One might ask the question, can you detect the MAP DNA in human stool? And the answer is YES! It has been studied and guess what the findings show? A stunning 68% of Crohn's patients have the MAP DNA in their stool. 65% of ulcerative colitis patients were positive. Sounds like a slam dunk. Except that 48% of controls were positive. But small numbers (20 and 30 cases in each group). The MAP DNA is certainly there. 

Apparently, the MAP bacteria needs iron and can't import it from the outside world. To do so requires making "mycobactin", which is a complex molecule that binds the iron. The MAP bacteria can't do that and depends on passively getting it from elsewhere. That may be the key to its extremely slow growth making its culture growth almost impossible.


But all this news represents a gradual tilt from faint possibility of MAP causing Crohn's to being at the point of almost recognizing it as the cause in at least 50%, and calling for all patients to be assessed for their presence of MAP DNA in their stools. If positive, long-term, low-grade antibiotic treatment may be in order. 

That takeaway message for you should be that almost 48% of the population has MAP DNA in their stool. Does that represent 48% of people being affected by the MAP bacteria, just not having Crohn's or UC yet, or does it reflect the incredible sensitivity of DNA technology to find the MAP DNA that came from milk ingestion of contaminated dairy?


Johne's is hard to detect in dairy cows. With diligence, it is possible to find it, but its persistence speaks to the fact that it is still there, and despite a well-known program to address it, it remains there.

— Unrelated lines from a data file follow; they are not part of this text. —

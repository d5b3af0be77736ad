//! In-memory map SDK.
//!
//! Keeps maps, base layers, views and markers in memory and dispatches SDK
//! events to registered listeners. Gesture methods simulate what a user
//! would do on a rendered map. Listeners are always invoked after the
//! internal lock is released, so a listener may call back into the SDK.

use std::collections::{BTreeMap, HashMap};

use parking_lot::Mutex;
use tracing::{debug, trace};

use crate::coord::{to_tile_coords, LatLng, MAX_ZOOM};

use super::sdk::{
    BaseLayer, MapId, MapInit, MapSdk, MarkerId, NativePoint, SdkError, SdkEvent, SdkListener,
    SdkMarker,
};

/// Tile server subdomains substituted for `{s}`.
const SUBDOMAINS: &[&str] = &["a", "b", "c"];

struct MapState {
    init: MapInit,
    center: NativePoint,
    zoom: f64,
    markers: BTreeMap<MarkerId, SdkMarker>,
    listeners: Vec<SdkListener>,
}

#[derive(Default)]
struct Inner {
    next_id: u64,
    maps: HashMap<MapId, MapState>,
    stats: SdkStats,
}

impl Inner {
    fn next_id(&mut self) -> u64 {
        self.next_id += 1;
        self.next_id
    }

    fn map_in(&self, container: &str) -> Option<MapId> {
        self.maps
            .iter()
            .find(|(_, state)| state.init.container == container)
            .map(|(id, _)| *id)
    }
}

/// Lifetime counters of a [`HeadlessSdk`].
#[derive(Debug, Clone, Default, PartialEq, Eq)]
pub struct SdkStats {
    pub maps_created: usize,
    pub maps_removed: usize,
    pub markers_added: usize,
    pub markers_removed: usize,
    /// `clear_container` calls per container
    pub containers_cleared: HashMap<String, usize>,
}

impl SdkStats {
    /// Times a container was cleared.
    pub fn cleared(&self, container: &str) -> usize {
        self.containers_cleared.get(container).copied().unwrap_or(0)
    }
}

/// Read-only view of one live map.
#[derive(Debug, Clone, PartialEq)]
pub struct MapSnapshot {
    pub id: MapId,
    pub container: String,
    pub layer: BaseLayer,
    pub interactive: bool,
    /// Center in (lat, lng) order
    pub center: LatLng,
    pub zoom: f64,
    pub markers: Vec<MarkerSnapshot>,
}

/// Read-only view of one marker.
#[derive(Debug, Clone, PartialEq)]
pub struct MarkerSnapshot {
    pub id: MarkerId,
    /// Position in (lat, lng) order
    pub position: LatLng,
    pub popup: Option<String>,
    pub draggable: bool,
}

/// In-memory [`MapSdk`] implementation.
#[derive(Default)]
pub struct HeadlessSdk {
    inner: Mutex<Inner>,
}

impl HeadlessSdk {
    pub fn new() -> Self {
        Self::default()
    }

    /// Counters accumulated since creation.
    pub fn stats(&self) -> SdkStats {
        self.inner.lock().stats.clone()
    }

    /// Number of live maps bound to a container.
    pub fn live_maps(&self, container: &str) -> usize {
        self.inner
            .lock()
            .maps
            .values()
            .filter(|state| state.init.container == container)
            .count()
    }

    /// Total number of live maps.
    pub fn total_live_maps(&self) -> usize {
        self.inner.lock().maps.len()
    }

    /// Snapshot of the map bound to a container.
    pub fn snapshot(&self, container: &str) -> Option<MapSnapshot> {
        let inner = self.inner.lock();
        let id = inner.map_in(container)?;
        let state = inner.maps.get(&id)?;
        let axis = state.init.axis;
        Some(MapSnapshot {
            id,
            container: state.init.container.clone(),
            layer: state.init.layer.clone(),
            interactive: state.init.interactive,
            center: axis.from_native(state.center),
            zoom: state.zoom,
            markers: state
                .markers
                .iter()
                .map(|(marker_id, marker)| MarkerSnapshot {
                    id: *marker_id,
                    position: axis.from_native(marker.position),
                    popup: marker.popup.clone(),
                    draggable: marker.draggable,
                })
                .collect(),
        })
    }

    /// URL of the raster tile under the map center.
    ///
    /// Returns `None` when the container holds no map or its base layer is
    /// not a tile layer.
    pub fn center_tile_url(&self, container: &str) -> Option<String> {
        let snapshot = self.snapshot(container)?;
        let BaseLayer::Tiles {
            url_template,
            max_zoom,
            ..
        } = &snapshot.layer
        else {
            return None;
        };

        let zoom = (snapshot.zoom.max(0.0).floor() as u8).min(*max_zoom).min(MAX_ZOOM);
        let tile = to_tile_coords(snapshot.center.lat, snapshot.center.lng, zoom).ok()?;
        let subdomain = SUBDOMAINS[(tile.col as usize + tile.row as usize) % SUBDOMAINS.len()];

        Some(
            url_template
                .replace("{s}", subdomain)
                .replace("{z}", &tile.zoom.to_string())
                .replace("{x}", &tile.col.to_string())
                .replace("{y}", &tile.row.to_string()),
        )
    }

    /// Simulates a click. Returns false when no map is there.
    pub fn click(&self, container: &str, point: LatLng) -> bool {
        let dispatch = {
            let inner = self.inner.lock();
            inner.map_in(container).and_then(|id| {
                let state = inner.maps.get(&id)?;
                let native = state.init.axis.to_native(point);
                Some((state.listeners.clone(), SdkEvent::Click(native)))
            })
        };
        self.dispatch(dispatch)
    }

    /// Simulates a user pan ending at `point`.
    ///
    /// Non-interactive maps ignore the gesture and return false.
    pub fn pan_to(&self, container: &str, point: LatLng) -> bool {
        let dispatch = {
            let mut inner = self.inner.lock();
            let Some(id) = inner.map_in(container) else {
                return false;
            };
            let Some(state) = inner.maps.get_mut(&id) else {
                return false;
            };
            if !state.init.interactive {
                return false;
            }
            state.center = state.init.axis.to_native(point);
            Some((state.listeners.clone(), SdkEvent::MoveEnd(state.center)))
        };
        self.dispatch(dispatch)
    }

    /// Simulates dragging the first draggable marker to `point`.
    pub fn drag_marker(&self, container: &str, point: LatLng) -> bool {
        let dispatch = {
            let mut inner = self.inner.lock();
            let Some(id) = inner.map_in(container) else {
                return false;
            };
            let Some(state) = inner.maps.get_mut(&id) else {
                return false;
            };
            let native = state.init.axis.to_native(point);
            let Some((marker_id, marker)) =
                state.markers.iter_mut().find(|(_, marker)| marker.draggable)
            else {
                return false;
            };
            marker.position = native;
            let event = SdkEvent::MarkerDragEnd {
                marker: *marker_id,
                position: native,
            };
            Some((state.listeners.clone(), event))
        };
        self.dispatch(dispatch)
    }

    fn dispatch(&self, dispatch: Option<(Vec<SdkListener>, SdkEvent)>) -> bool {
        let Some((listeners, event)) = dispatch else {
            return false;
        };
        trace!(?event, listeners = listeners.len(), "Dispatching SDK event");
        for listener in &listeners {
            listener(event);
        }
        true
    }
}

impl MapSdk for HeadlessSdk {
    fn create_map(&self, init: MapInit) -> Result<MapId, SdkError> {
        let mut inner = self.inner.lock();
        if inner.map_in(&init.container).is_some() {
            return Err(SdkError::ContainerBusy(init.container));
        }

        let id = inner.next_id();
        debug!(map = id, container = %init.container, "Creating map");
        inner.stats.maps_created += 1;
        inner.maps.insert(
            id,
            MapState {
                center: init.center,
                zoom: init.zoom,
                init,
                markers: BTreeMap::new(),
                listeners: Vec::new(),
            },
        );
        Ok(id)
    }

    fn set_view(&self, map: MapId, center: NativePoint, zoom: f64) -> Result<(), SdkError> {
        let listeners = {
            let mut inner = self.inner.lock();
            let state = inner.maps.get_mut(&map).ok_or(SdkError::UnknownMap(map))?;
            state.center = center;
            state.zoom = zoom;
            state.listeners.clone()
        };
        self.dispatch(Some((listeners, SdkEvent::MoveEnd(center))));
        Ok(())
    }

    fn add_marker(&self, map: MapId, marker: SdkMarker) -> Result<MarkerId, SdkError> {
        let mut inner = self.inner.lock();
        if !inner.maps.contains_key(&map) {
            return Err(SdkError::UnknownMap(map));
        }
        let id = inner.next_id();
        inner.stats.markers_added += 1;
        if let Some(state) = inner.maps.get_mut(&map) {
            state.markers.insert(id, marker);
        }
        Ok(id)
    }

    fn remove_marker(&self, map: MapId, marker: MarkerId) -> Result<(), SdkError> {
        let mut inner = self.inner.lock();
        let state = inner.maps.get_mut(&map).ok_or(SdkError::UnknownMap(map))?;
        state
            .markers
            .remove(&marker)
            .ok_or(SdkError::UnknownMarker { map, marker })?;
        inner.stats.markers_removed += 1;
        Ok(())
    }

    fn on_event(&self, map: MapId, listener: SdkListener) -> Result<(), SdkError> {
        let mut inner = self.inner.lock();
        let state = inner.maps.get_mut(&map).ok_or(SdkError::UnknownMap(map))?;
        state.listeners.push(listener);
        Ok(())
    }

    fn remove_map(&self, map: MapId) -> bool {
        let mut inner = self.inner.lock();
        match inner.maps.remove(&map) {
            Some(state) => {
                debug!(map, container = %state.init.container, "Removed map");
                inner.stats.maps_removed += 1;
                true
            }
            None => false,
        }
    }

    fn clear_container(&self, container: &str) {
        let mut inner = self.inner.lock();
        *inner
            .stats
            .containers_cleared
            .entry(container.to_string())
            .or_insert(0) += 1;
    }
}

www.What will Work for me? I think it's time to test our milk with DNA for the presence of MAP DNA. It's time to make control of MAP mandatory for anyone who supplies dairy for public consumption. Plain and simple. Our dairy otherwise could be considered an existential threat to our safety and wellbeing. Anyone with Crohn's would agree. We can't keep increasing at 50% every 20 years and soon not all have it. And in my book, I now believe we have to consider Crohn's an infectious disease and be open to long-term treatment with antibiotics. Call your representative or senator and ask them to get on board. Send them this email. They know someone with Crohn's. I won't buy animal milk products until I'm assured of their safety.


References: Diagnosis and Control of Johne's, CDC Statistics, Am J Resp Cell Bio, Animals, UW Johne's Center, World Jr Gastro,.Dig Dis Sci, APHIS,


Pop Quiz 


1. What is Johne's disease?                             Answer: An infectious disease in animals (cows, sheep, goats....) caused by the atypical mycobacterium avium paratuberculosis. (MAP) 

2. Is the MAP bacteria cleared with pasteurizing?                          Answer: No one can tell you "absolutely". 

3. What percent of Crohn's from Italy have MAP DNA in their stool?                     Answer: about 2/3rds. But asymptomatic folks have a 48% prevalence rate. 

4. What has been happening to the prevalence of Crohn's in America?                                     Answer: On the order of doubling every 40 years. Some horrible number. 

5. What is the impact of Crohn's on those who have it?                          Answer: Just awful. You don't want this disease.